Mesenchymal stem cell (MSC)-derived exosomes are emerging as cell-free bioregenerative platforms in aesthetic dermatology. Umbilical cord (UC-MSC) and adipose-derived (AD-MSC) exosomes are among the most studied sources, yet existing data derive from heterogeneous models that preclude direct comparison. No standardized head-to-head evaluation in a human skin aging model has been conducted. The aim of the study is to compare the regenerative and antiaging effects of UC-MSC and AD-MSC exosomes using a physiologically relevant ex vivo human skin aging model. MSCs were isolated and characterized per International Society for Cellular Therapy criteria. Exosomes were purified through differential ultracentrifugation and analyzed by nanoparticle tracking and flow cytometry. Cytokine cargo was profiled using multiplex assays. Human dermal fibroblasts and ex vivo skin explants were used to assess proliferation, senescence-associated β-gal activity, melanogenesis, senescence-associated secretory phenotype (SASP) suppression (interleukin-6, matrix metalloproteinase-9), and extracellular matrix (ECM) biosynthesis. Topical retinoic acid and resveratrol served as reference controls. Both exosome types increased fibroblast proliferation and reduced senescence. AD-MSC exosomes showed higher vascular endothelial growth factor (VEGF) content, driving angiogenesis and greater collagen and hyaluronic acid production.

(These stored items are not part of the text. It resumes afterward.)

use anyhow::{Context, Result};
use std::path::PathBuf;

use kvtiles::kv::{ingest, KvWriter, MemoryDump};
use kvtiles::metrics;

pub fn exec(
    dump: PathBuf,
    path: PathBuf,
    max_zoom: u8,
    center_lat: f64,
    center_lng: f64,
    region: String,
) -> Result<()> {
    let source = MemoryDump::from_path(&dump)?;
    let writer = KvWriter::create(&path)
        .with_context(|| format!("create store {}", path.display()))?;
    let report = ingest(writer, &source, center_lat, center_lng, max_zoom, &region)
        .with_context(|| format!("ingest {} -> {}", dump.display(), path.display()))?;

    let ms = metrics::metrics_snapshot();
    println!(
        "IMPORTED {} -> {}: schema={}, tiles={}, contents={}, dedup_hits={} ({:.1}%), skipped={}",
        dump.display(),
        path.display(),
        if report.legacy { "legacy" } else { "modern" },
        report.tiles,
        report.contents,
        report.dedup_hits,
        ms.dedup_ratio() * 100.0,
        report.skipped_rows
    );
    Ok(())
}
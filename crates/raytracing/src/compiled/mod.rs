//! Output of `SceneCompiler`: flat arrays cross-referenced by element offsets.
//!
//! Every record is found by offset alone; see the record length constants in
//! `compiler` and the layouts documented on `accel::flatten`,
//! `materials::Texture` and `scene::Camera::to_array`.

mod io;

pub use io::{read_f32_array, read_i32_array, read_utf, write_f32_array, write_i32_array, write_utf};

#[derive(Debug, Clone, PartialEq)]
pub struct CompiledScene {
    pub(crate) name: String,
    pub(crate) point2fs: Vec<f32>,
    pub(crate) point3fs: Vec<f32>,
    pub(crate) vector3fs: Vec<f32>,
    pub(crate) planes: Vec<i32>,
    pub(crate) spheres: Vec<f32>,
    pub(crate) terrains: Vec<f32>,
    pub(crate) triangles: Vec<i32>,
    pub(crate) bounding_volume_hierarchies: Vec<i32>,
    pub(crate) textures: Vec<f32>,
    pub(crate) surfaces: Vec<f32>,
    pub(crate) primitives: Vec<i32>,
    pub(crate) primitives_object_to_world: Vec<f32>,
    pub(crate) primitives_world_to_object: Vec<f32>,
    pub(crate) camera: Vec<f32>,
    pub(crate) primitives_emitting_light: Option<Vec<i32>>,
}

impl CompiledScene {
    pub fn name(&self) -> &str {
        &self.name
    }

    pub fn point2fs(&self) -> &[f32] {
        &self.point2fs
    }

    pub fn point3fs(&self) -> &[f32] {
        &self.point3fs
    }

    pub fn vector3fs(&self) -> &[f32] {
        &self.vector3fs
    }

    pub fn planes(&self) -> &[i32] {
        &self.planes
    }

    pub fn spheres(&self) -> &[f32] {
        &self.spheres
    }

    pub fn terrains(&self) -> &[f32] {
        &self.terrains
    }

    pub fn triangles(&self) -> &[i32] {
        &self.triangles
    }

    pub fn bounding_volume_hierarchies(&self) -> &[i32] {
        &self.bounding_volume_hierarchies
    }

    pub fn textures(&self) -> &[f32] {
        &self.textures
    }

    pub fn surfaces(&self) -> &[f32] {
        &self.surfaces
    }

    pub fn primitives(&self) -> &[i32] {
        &self.primitives
    }

    pub fn primitives_object_to_world(&self) -> &[f32] {
        &self.primitives_object_to_world
    }

    pub fn primitives_world_to_object(&self) -> &[f32] {
        &self.primitives_world_to_object
    }

    pub fn camera(&self) -> &[f32] {
        &self.camera
    }

    /// Offsets into `primitives` of every primitive with an emissive surface.
    /// `None` when the scene was compiled without this array.
    pub fn primitives_emitting_light(&self) -> Option<&[i32]> {
        self.primitives_emitting_light.as_deref()
    }

    /// Name and element count of every array, in serialization order
    pub fn array_lengths(&self) -> Vec<(&'static str, usize)> {
        let mut lengths = vec![
            ("point2fs", self.point2fs.len()),
            ("point3fs", self.point3fs.len()),
            ("vector3fs", self.vector3fs.len()),
            ("planes", self.planes.len()),
            ("spheres", self.spheres.len()),
            ("terrains", self.terrains.len()),
            ("triangles", self.triangles.len()),
            ("bounding_volume_hierarchies", self.bounding_volume_hierarchies.len()),
            ("textures", self.textures.len()),
            ("surfaces", self.surfaces.len()),
            ("primitives", self.primitives.len()),
            ("primitives_object_to_world", self.primitives_object_to_world.len()),
            ("primitives_world_to_object", self.primitives_world_to_object.len()),
            ("camera", self.camera.len()),
        ];
        if let Some(lights) = &self.primitives_emitting_light {
            lengths.push(("primitives_emitting_light", lights.len()));
        }
        lengths
    }
}
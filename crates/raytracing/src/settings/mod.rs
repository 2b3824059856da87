#[derive(Debug, Clone, Copy, PartialEq, Eq)]
pub struct CompileSettings {
    /// BVH leaves hold at most this many triangles (values below 1 are treated as 1)
    pub max_triangles_per_leaf: usize,

    /// Whether the compiled scene carries the offsets of primitives with an
    /// emissive emission texture
    pub light_emitting_primitives: bool,

    // empty arrays become a single 0 element, so kernels never see a zero-length buffer;
    // the light array is exempt since 0 is a valid primitive offset there
    pub pad_empty_arrays: bool,
}

impl Default for CompileSettings {
    fn default() -> Self {
        Self {
            max_triangles_per_leaf: 4,
            light_emitting_primitives: true,
            pad_empty_arrays: true,
        }
    }
}
//! Walks a scene once and lists every entity each primitive references,
//! duplicates included.

use crate::accel::BoundingVolumeHierarchy;
use crate::compiler::dedup::distinct;
use crate::compiler::keys::{Key, StructuralKey};
use crate::geometry::{Plane, Shape, Sphere, Terrain, Triangle, TriangleMesh, Vec2, Vec3};
use crate::materials::{Surface, Texture};
use crate::scene::{Primitive, Scene};

/// A unique mesh together with the hierarchy built over its triangles.
/// Identity is the mesh's.
#[derive(Debug, Clone)]
pub struct MeshHierarchy {
    pub mesh: TriangleMesh,
    pub bvh: BoundingVolumeHierarchy,
}

impl StructuralKey for MeshHierarchy {
    fn append_key(&self, key: &mut Key) {
        self.mesh.append_key(key);
    }
}

#[derive(Debug, Clone, Default)]
pub struct Extraction {
    pub primitives: Vec<Primitive>,
    pub primitives_emitting_light: Vec<Primitive>,
    pub planes: Vec<Plane>,
    pub spheres: Vec<Sphere>,
    pub terrains: Vec<Terrain>,
    pub triangles: Vec<Triangle>,
    pub triangle_meshes: Vec<TriangleMesh>,
    pub bounding_volume_hierarchies: Vec<MeshHierarchy>,
    pub surfaces: Vec<Surface>,
    pub textures: Vec<Texture>,
    pub point2fs: Vec<Vec2>,
    pub point3fs: Vec<Vec3>,
    pub vector3fs: Vec<Vec3>,
}

impl Extraction {
    /// Hierarchies are built once per structurally distinct mesh, so a mesh
    /// instanced by several primitives contributes a single hierarchy.
    pub fn from_scene(scene: &Scene, max_triangles_per_leaf: usize) -> Extraction {
        let mut extraction = Extraction::default();

        for primitive in scene.primitives() {
            extraction.primitives.push(primitive.clone());
            if primitive.is_emissive() {
                extraction.primitives_emitting_light.push(primitive.clone());
            }

            match &primitive.shape {
                Shape::Plane(plane) => extraction.add_plane(plane),
                Shape::Sphere(sphere) => extraction.add_sphere(sphere),
                Shape::Terrain(terrain) => extraction.terrains.push(*terrain),
                Shape::Triangle(triangle) => extraction.add_triangle(triangle),
                Shape::TriangleMesh(mesh) => {
                    extraction.triangle_meshes.push(mesh.clone());
                    for triangle in mesh.triangles() {
                        extraction.add_triangle(triangle);
                    }
                }
            }

            extraction.surfaces.push(primitive.surface.clone());
            extraction
                .textures
                .extend(primitive.surface.textures().into_iter().cloned());
        }

        for mesh in distinct(&extraction.triangle_meshes) {
            let bvh = mesh.bounding_volume_hierarchy(max_triangles_per_leaf);
            for node in bvh.nodes() {
                extraction.point3fs.push(node.bounds.minimum);
                extraction.point3fs.push(node.bounds.maximum);
            }
            extraction.bounding_volume_hierarchies.push(MeshHierarchy { mesh, bvh });
        }

        extraction
    }

    fn add_plane(&mut self, plane: &Plane) {
        self.planes.push(*plane);
        self.point3fs.extend_from_slice(&[plane.a, plane.b, plane.c]);
        self.vector3fs.push(plane.surface_normal);
    }

    fn add_sphere(&mut self, sphere: &Sphere) {
        self.spheres.push(*sphere);
        self.point3fs.push(sphere.position);
    }

    fn add_triangle(&mut self, triangle: &Triangle) {
        self.triangles.push(*triangle);
        for vertex in triangle.vertices() {
            self.point3fs.push(vertex.position);
            self.vector3fs.push(vertex.normal);
            self.point2fs.push(vertex.texture_coordinates);
        }
    }

    /// Every list collapsed to its structurally distinct elements
    pub fn deduplicated(&self) -> Extraction {
        Extraction {
            primitives: distinct(&self.primitives),
            primitives_emitting_light: distinct(&self.primitives_emitting_light),
            planes: distinct(&self.planes),
            spheres: distinct(&self.spheres),
            terrains: distinct(&self.terrains),
            triangles: distinct(&self.triangles),
            triangle_meshes: distinct(&self.triangle_meshes),
            bounding_volume_hierarchies: distinct(&self.bounding_volume_hierarchies),
            surfaces: distinct(&self.surfaces),
            textures: distinct(&self.textures),
            point2fs: distinct(&self.point2fs),
            point3fs: distinct(&self.point3fs),
            vector3fs: distinct(&self.vector3fs),
        }
    }
}
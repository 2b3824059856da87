use std::ops::{Index, IndexMut};

use super::Vec3;

#[repr(C)]
#[derive(Clone, Copy, Debug, PartialEq)]
pub struct Matrix4x4 {
    // row-major
    pub data: [[f32; 4]; 4],
}

impl Index<usize> for Matrix4x4 {
    type Output = f32;

    fn index(&self, index: usize) -> &Self::Output {
        &self.data[index / 4][index % 4]
    }
}

impl IndexMut<usize> for Matrix4x4 {
    fn index_mut(&mut self, index: usize) -> &mut Self::Output {
        &mut self.data[index / 4][index % 4]
    }
}

impl Default for Matrix4x4 {
    fn default() -> Self {
        Matrix4x4::identity()
    }
}

impl Matrix4x4 {
    pub fn identity() -> Self {
        Matrix4x4 {
            data: [
                [1.0, 0.0, 0.0, 0.0],
                [0.0, 1.0, 0.0, 0.0],
                [0.0, 0.0, 1.0, 0.0],
                [0.0, 0.0, 0.0, 1.0],
            ],
        }
    }

    #[allow(clippy::too_many_arguments)]
    #[rustfmt::skip]
    pub fn create(a11: f32, a12: f32, a13: f32, a14: f32,
                  a21: f32, a22: f32, a23: f32, a24: f32,
                  a31: f32, a32: f32, a33: f32, a34: f32,
                  a41: f32, a42: f32, a43: f32, a44: f32) -> Self {
        Matrix4x4 {
            data: [[a11, a12, a13, a14],
                   [a21, a22, a23, a24],
                   [a31, a32, a33, a34],
                   [a41, a42, a43, a44]]
        }
    }

    /// Gauss-Jordan elimination with partial pivoting.
    /// Returns `None` when the matrix is singular (or numerically indistinguishable from it).
    pub fn invert(&self) -> Option<Self> {
        const PIVOT_EPSILON: f64 = 1e-12;

        // work in f64, the compiled output is f32 anyway
        let mut a = [[0.0f64; 4]; 4];
        let mut inv = [[0.0f64; 4]; 4];
        for i in 0..4 {
            for j in 0..4 {
                a[i][j] = self.data[i][j] as f64;
            }
            inv[i][i] = 1.0;
        }

        for column in 0..4 {
            let pivot_row = (column..4)
                .max_by(|&r0, &r1| a[r0][column].abs().total_cmp(&a[r1][column].abs()))?;

            if a[pivot_row][column].abs() < PIVOT_EPSILON {
                return None;
            }

            a.swap(column, pivot_row);
            inv.swap(column, pivot_row);

            let pivot = a[column][column];
            for j in 0..4 {
                a[column][j] /= pivot;
                inv[column][j] /= pivot;
            }

            for row in 0..4 {
                if row == column {
                    continue;
                }
                let factor = a[row][column];
                if factor == 0.0 {
                    continue;
                }
                for j in 0..4 {
                    a[row][j] -= factor * a[column][j];
                    inv[row][j] -= factor * inv[column][j];
                }
            }
        }

        let mut result = Matrix4x4::identity();
        for i in 0..4 {
            for j in 0..4 {
                result.data[i][j] = inv[i][j] as f32;
            }
        }

        if result.data.iter().flatten().all(|v| v.is_finite()) {
            Some(result)
        } else {
            None
        }
    }

    pub fn matmul(a: Matrix4x4, b: Matrix4x4) -> Self {
        let mut m = Matrix4x4::identity();
        for i in 0..4 {
            for j in 0..4 {
                let mut dot = 0.0;
                for k in 0..4 {
                    dot += a.data[i][k] * b.data[k][j]
                }
                m.data[i][j] = dot;
            }
        }
        m
    }

    pub fn transposed(&self) -> Matrix4x4 {
        let mut me = *self;
        for i in 0..4 {
            for j in 0..i {
                me.data[i][j] = self.data[j][i];
                me.data[j][i] = self.data[i][j];
            }
        }
        me
    }

    pub fn translation(direction: Vec3) -> Matrix4x4 {
        let mut me = Self::identity();
        me.data[0][3] = direction.0;
        me.data[1][3] = direction.1;
        me.data[2][3] = direction.2;

        me
    }

    pub fn scale(scale: Vec3) -> Matrix4x4 {
        let mut me = Self::identity();
        me.data[0][0] = scale.0;
        me.data[1][1] = scale.1;
        me.data[2][2] = scale.2;

        me
    }

    // counterclockwise rotation of theta radians about a (not necessarily normalized) axis
    pub fn rotation(theta: f32, axis: Vec3) -> Matrix4x4 {
        let Vec3(x, y, z) = Vec3::normalized(axis);
        let (sin, cos) = theta.sin_cos();
        let k = 1.0 - cos;

        #[rustfmt::skip]
        let rotation = Matrix4x4::create(
            cos + x * x * k,     x * y * k - z * sin, x * z * k + y * sin, 0.0,
            y * x * k + z * sin, cos + y * y * k,     y * z * k - x * sin, 0.0,
            z * x * k - y * sin, z * y * k + x * sin, cos + z * z * k,     0.0,
            0.0,                 0.0,                 0.0,                 1.0,
        );
        rotation
    }

    pub fn apply_point(&self, p: Vec3) -> Vec3 {
        let row = |r: [f32; 4]| r[0] * p.0 + r[1] * p.1 + r[2] * p.2 + r[3];
        let w = row(self.data[3]);
        Vec3(row(self.data[0]) / w, row(self.data[1]) / w, row(self.data[2]) / w)
    }

    pub fn apply_vector(&self, v: Vec3) -> Vec3 {
        let row = |r: [f32; 4]| r[0] * v.0 + r[1] * v.1 + r[2] * v.2;
        Vec3(row(self.data[0]), row(self.data[1]), row(self.data[2]))
    }

    pub fn to_row_major(&self) -> [f32; 16] {
        let mut out = [0.0; 16];
        for (i, value) in self.data.iter().flatten().enumerate() {
            out[i] = *value;
        }
        out
    }
}

// assumes row major
impl From<[f32; 16]> for Matrix4x4 {
    fn from(value: [f32; 16]) -> Self {
        let mut me = Matrix4x4::identity();
        for (i, v) in value.into_iter().enumerate() {
            me[i] = v;
        }
        me
    }
}

impl From<[[f32; 4]; 4]> for Matrix4x4 {
    fn from(value: [[f32; 4]; 4]) -> Self {
        Self { data: value }
    }
}

#[cfg(test)]
mod tests {
    use super::*;

    fn assert_near(a: Matrix4x4, b: Matrix4x4) {
        for i in 0..16 {
            assert!((a[i] - b[i]).abs() < 1e-5, "element {i}: {} != {}", a[i], b[i]);
        }
    }

    #[test]
    fn invert_translation_and_scale() {
        let m = Matrix4x4::matmul(
            Matrix4x4::translation(Vec3(1.0, -2.0, 3.0)),
            Matrix4x4::scale(Vec3(2.0, 4.0, 0.5)),
        );
        let inv = m.invert().unwrap();
        assert_near(Matrix4x4::matmul(m, inv), Matrix4x4::identity());
        assert_near(Matrix4x4::matmul(inv, m), Matrix4x4::identity());
    }

    #[test]
    fn invert_rotation_is_transpose() {
        let m = Matrix4x4::rotation(0.7, Vec3(1.0, 2.0, -1.0));
        assert_near(m.invert().unwrap(), m.transposed());
    }

    #[test]
    fn singular_matrix_has_no_inverse() {
        let m = Matrix4x4::scale(Vec3(1.0, 0.0, 1.0));
        assert!(m.invert().is_none());
    }

    #[test]
    fn row_major_round_trip() {
        let values: [f32; 16] = std::array::from_fn(|i| i as f32);
        let m = Matrix4x4::from(values);
        assert_eq!(m.data[1][2], 6.0);
        assert_eq!(m.to_row_major(), values);
    }

    #[test]
    fn translation_moves_points_not_vectors() {
        let m = Matrix4x4::translation(Vec3(1.0, 1.0, 1.0));
        assert_eq!(m.apply_point(Vec3(1.0, 2.0, 3.0)), Vec3(2.0, 3.0, 4.0));
        assert_eq!(m.apply_vector(Vec3(1.0, 2.0, 3.0)), Vec3(1.0, 2.0, 3.0));
    }
}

UC-MSC exosomes, enriched in transforming growth factor-beta and platelet-derived growth factor-BB (PDGF-BB), demonstrated stronger immunomodulatory activity and more pronounced SASP reduction in ultraviolet-damaged skin. Both reduced melanogenesis without altering melanocyte viability. UC-MSC and AD-MSC exosomes exhibit distinct yet complementary regenerative profiles. AD-MSC exosomes favor dermal ECM remodeling and hydration, whereas UC-MSC exosomes exert potent anti-inflammatory and photo-protective effects. These findings support their potential for personalized regenerative dermatology and combinatory exosome-based facial rejuvenation strategies.